# [TO DO]
Would you set down each line of the data below exactly?

**** INFORMATION PROVIDED

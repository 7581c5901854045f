//! Language-pattern analyzer
//!
//! Flags statistical surface signs of templated or machine-paraphrased
//! prose: overlong sentences, low vocabulary diversity, repeated sentence
//! starters and boilerplate phrasing. Each finding adds to a suspicion
//! accumulator; naturalness is its inverse.

use std::collections::HashSet;

use once_cell::sync::Lazy;
use regex::{Regex, RegexBuilder};

use crate::models::LanguageProfile;

use super::substantial_sentences;

/// Average sentence length above this adds suspicion
const LONG_SENTENCE_THRESHOLD: f64 = 25.0;
/// Vocabulary diversity below this adds suspicion
const LOW_DIVERSITY_THRESHOLD: f64 = 0.30;
/// Repetitive-starter score above this adds suspicion
const REPETITIVE_STARTER_THRESHOLD: f64 = 0.30;
/// Generic phrase occurrences above this are recorded as an issue
const GENERIC_PHRASE_THRESHOLD: usize = 3;
/// Characters of each sentence compared for starter repetition
const STARTER_PREFIX_CHARS: usize = 15;

const LONG_SENTENCE_SUSPICION: u32 = 15;
const LOW_DIVERSITY_SUSPICION: u32 = 20;
const REPETITIVE_STARTER_SUSPICION: u32 = 25;
/// Extra suspicion when generic phrasing feeds the accumulator
const GENERIC_PHRASE_SUSPICION: u32 = 5;

static GENERIC_PHRASES: &[&str] = &[
    "comprehensive analysis",
    "significant findings",
    "important implications",
    "further research",
    "in conclusion",
    "it is important to note",
];

static GENERIC_PHRASE_RES: Lazy<Vec<Regex>> = Lazy::new(|| {
    GENERIC_PHRASES
        .iter()
        .map(|p| {
            RegexBuilder::new(&regex::escape(p))
                .case_insensitive(true)
                .build()
                .expect("invalid generic phrase pattern")
        })
        .collect()
});

static TRANSITION_RE: Lazy<Regex> = Lazy::new(|| {
    RegexBuilder::new(
        r"\b(?:however|furthermore|moreover|therefore|consequently|additionally)\b",
    )
    .case_insensitive(true)
    .build()
    .expect("invalid transition pattern")
});

/// Scan language-surface statistics
///
/// `generic_feeds_suspicion` controls whether boilerplate phrasing moves
/// the suspicion accumulator or is only reported. Never fails; zero
/// sentences or words yield zero averages.
#[must_use]
pub fn analyze(text: &str, generic_feeds_suspicion: bool) -> LanguageProfile {
    let sentences = substantial_sentences(text);
    let words: Vec<String> =
        text.split_whitespace().map(str::to_lowercase).collect();

    let avg_sentence_length = if sentences.is_empty() {
        0.0
    } else {
        let total: usize = sentences.iter().map(|s| s.split_whitespace().count()).sum();
        total as f64 / sentences.len() as f64
    };

    let vocabulary_diversity = if words.is_empty() {
        0.0
    } else {
        let unique: HashSet<&str> = words.iter().map(String::as_str).collect();
        unique.len() as f64 / words.len() as f64
    };

    let repetitive_starter_score = if sentences.is_empty() {
        0.0
    } else {
        let starters: Vec<String> = sentences
            .iter()
            .map(|s| s.chars().take(STARTER_PREFIX_CHARS).collect::<String>().to_lowercase())
            .collect();
        let unique: HashSet<&str> = starters.iter().map(String::as_str).collect();
        1.0 - unique.len() as f64 / starters.len() as f64
    };

    let generic_phrase_count: usize =
        GENERIC_PHRASE_RES.iter().map(|re| re.find_iter(text).count()).sum();

    let transition_word_count = TRANSITION_RE.find_iter(text).count();
    let char_count = text.chars().count();
    let transition_density = if char_count == 0 {
        0.0
    } else {
        transition_word_count as f64 / (char_count as f64 / 1000.0)
    };

    let mut issues = Vec::new();
    let mut suspicion_score = 0;

    if avg_sentence_length > LONG_SENTENCE_THRESHOLD {
        issues.push(
            "Unusually long average sentence length may indicate machine generation".to_string(),
        );
        suspicion_score += LONG_SENTENCE_SUSPICION;
    }

    if !words.is_empty() && vocabulary_diversity < LOW_DIVERSITY_THRESHOLD {
        issues.push("Low vocabulary diversity suggests templated prose".to_string());
        suspicion_score += LOW_DIVERSITY_SUSPICION;
    }

    if !sentences.is_empty() && repetitive_starter_score > REPETITIVE_STARTER_THRESHOLD {
        issues.push("High repetition in sentence structures".to_string());
        suspicion_score += REPETITIVE_STARTER_SUSPICION;
    }

    if generic_phrase_count > GENERIC_PHRASE_THRESHOLD {
        issues.push(format!(
            "Overuse of generic academic phrases ({generic_phrase_count} instances)"
        ));
        if generic_feeds_suspicion {
            suspicion_score += GENERIC_PHRASE_SUSPICION;
        }
    }

    LanguageProfile {
        avg_sentence_length: (avg_sentence_length * 10.0).round() / 10.0,
        vocabulary_diversity,
        repetitive_starter_score,
        generic_phrase_count,
        transition_word_count,
        transition_density,
        suspicion_score,
        naturalness: 100u32.saturating_sub(suspicion_score),
        issues,
    }
}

********

# [YOUR RESPONSE]
repository 7581c5901854045f
//! Language-pattern analyzer
//!
//! Flags statistical surface signs of templated or machine-paraphrased
//! prose: overlong sentences, low vocabulary diversity, repeated sentence
//! starters and boilerplate phrasing. Each finding adds to a suspicion
//! accumulator; naturalness is its inverse.

use std::collections::HashSet;

use once_cell::sync::Lazy;
use regex::{Regex, RegexBuilder};

use crate::models::LanguageProfile;

use super::substantial_sentences;

/// Average sentence length above this adds suspicion
const LONG_SENTENCE_THRESHOLD: f64 = 25.0;
/// Vocabulary diversity below this adds suspicion
const LOW_DIVERSITY_THRESHOLD: f64 = 0.30;
/// Repetitive-starter score above this adds suspicion
const REPETITIVE_STARTER_THRESHOLD: f64 = 0.30;
/// Generic phrase occurrences above this are recorded as an issue
const GENERIC_PHRASE_THRESHOLD: usize = 3;
/// Characters of each sentence compared for starter repetition
const STARTER_PREFIX_CHARS: usize = 15;

const LONG_SENTENCE_SUSPICION: u32 = 15;
const LOW_DIVERSITY_SUSPICION: u32 = 20;
const REPETITIVE_STARTER_SUSPICION: u32 = 25;
/// Extra suspicion when generic phrasing feeds the accumulator
const GENERIC_PHRASE_SUSPICION: u32 = 5;

static GENERIC_PHRASES: &[&str] = &[
    "comprehensive analysis",
    "significant findings",
    "important implications",
    "further research",
    "in conclusion",
    "it is important to note",
];

static GENERIC_PHRASE_RES: Lazy<Vec<Regex>> = Lazy::new(|| {
    GENERIC_PHRASES
        .iter()
        .map(|p| {
            RegexBuilder::new(&regex::escape(p))
                .case_insensitive(true)
                .build()
                .expect("invalid generic phrase pattern")
        })
        .collect()
});

static TRANSITION_RE: Lazy<Regex> = Lazy::new(|| {
    RegexBuilder::new(
        r"\b(?:however|furthermore|moreover|therefore|consequently|additionally)\b",
    )
    .case_insensitive(true)
    .build()
    .expect("invalid transition pattern")
});

/// Scan language-surface statistics
///
/// `generic_feeds_suspicion` controls whether boilerplate phrasing moves
/// the suspicion accumulator or is only reported. Never fails; zero
/// sentences or words yield zero averages.
#[must_use]
pub fn analyze(text: &str, generic_feeds_suspicion: bool) -> LanguageProfile {
    let sentences = substantial_sentences(text);
    let words: Vec<String> =
        text.split_whitespace().map(str::to_lowercase).collect();

    let avg_sentence_length = if sentences.is_empty() {
        0.0
    } else {
        let total: usize = sentences.iter().map(|s| s.split_whitespace().count()).sum();
        total as f64 / sentences.len() as f64
    };

    let vocabulary_diversity = if words.is_empty() {
        0.0
    } else {
        let unique: HashSet<&str> = words.iter().map(String::as_str).collect();
        unique.len() as f64 / words.len() as f64
    };

    let repetitive_starter_score = if sentences.is_empty() {
        0.0
    } else {
        let starters: Vec<String> = sentences
            .iter()
            .map(|s| s.chars().take(STARTER_PREFIX_CHARS).collect::<String>().to_lowercase())
            .collect();
        let unique: HashSet<&str> = starters.iter().map(String::as_str).collect();
        1.0 - unique.len() as f64 / starters.len() as f64
    };

    let generic_phrase_count: usize =
        GENERIC_PHRASE_RES.iter().map(|re| re.find_iter(text).count()).sum();

    let transition_word_count = TRANSITION_RE.find_iter(text).count();
    let char_count = text.chars().count();
    let transition_density = if char_count == 0 {
        0.0
    } else {
        transition_word_count as f64 / (char_count as f64 / 1000.0)
    };

    let mut issues = Vec::new();
    let mut suspicion_score = 0;

    if avg_sentence_length > LONG_SENTENCE_THRESHOLD {
        issues.push(
            "Unusually long average sentence length may indicate machine generation".to_string(),
        );
        suspicion_score += LONG_SENTENCE_SUSPICION;
    }

    if !words.is_empty() && vocabulary_diversity < LOW_DIVERSITY_THRESHOLD {
        issues.push("Low vocabulary diversity suggests templated prose".to_string());
        suspicion_score += LOW_DIVERSITY_SUSPICION;
    }

    if !sentences.is_empty() && repetitive_starter_score > REPETITIVE_STARTER_THRESHOLD {
        issues.push("High repetition in sentence structures".to_string());
        suspicion_score += REPETITIVE_STARTER_SUSPICION;
    }

    if generic_phrase_count > GENERIC_PHRASE_THRESHOLD {
        issues.push(format!(
            "Overuse of generic academic phrases ({generic_phrase_count} instances)"
        ));
        if generic_feeds_suspicion {
            suspicion_score += GENERIC_PHRASE_SUSPICION;
        }
    }

    LanguageProfile {
        avg_sentence_length: (avg_sentence_length * 10.0).round() / 10.0,
        vocabulary_diversity,
        repetitive_starter_score,
        generic_phrase_count,
        transition_word_count,
        transition_density,
        suspicion_score,
        naturalness: 100u32.saturating_sub(suspicion_score),
        issues,
    }
}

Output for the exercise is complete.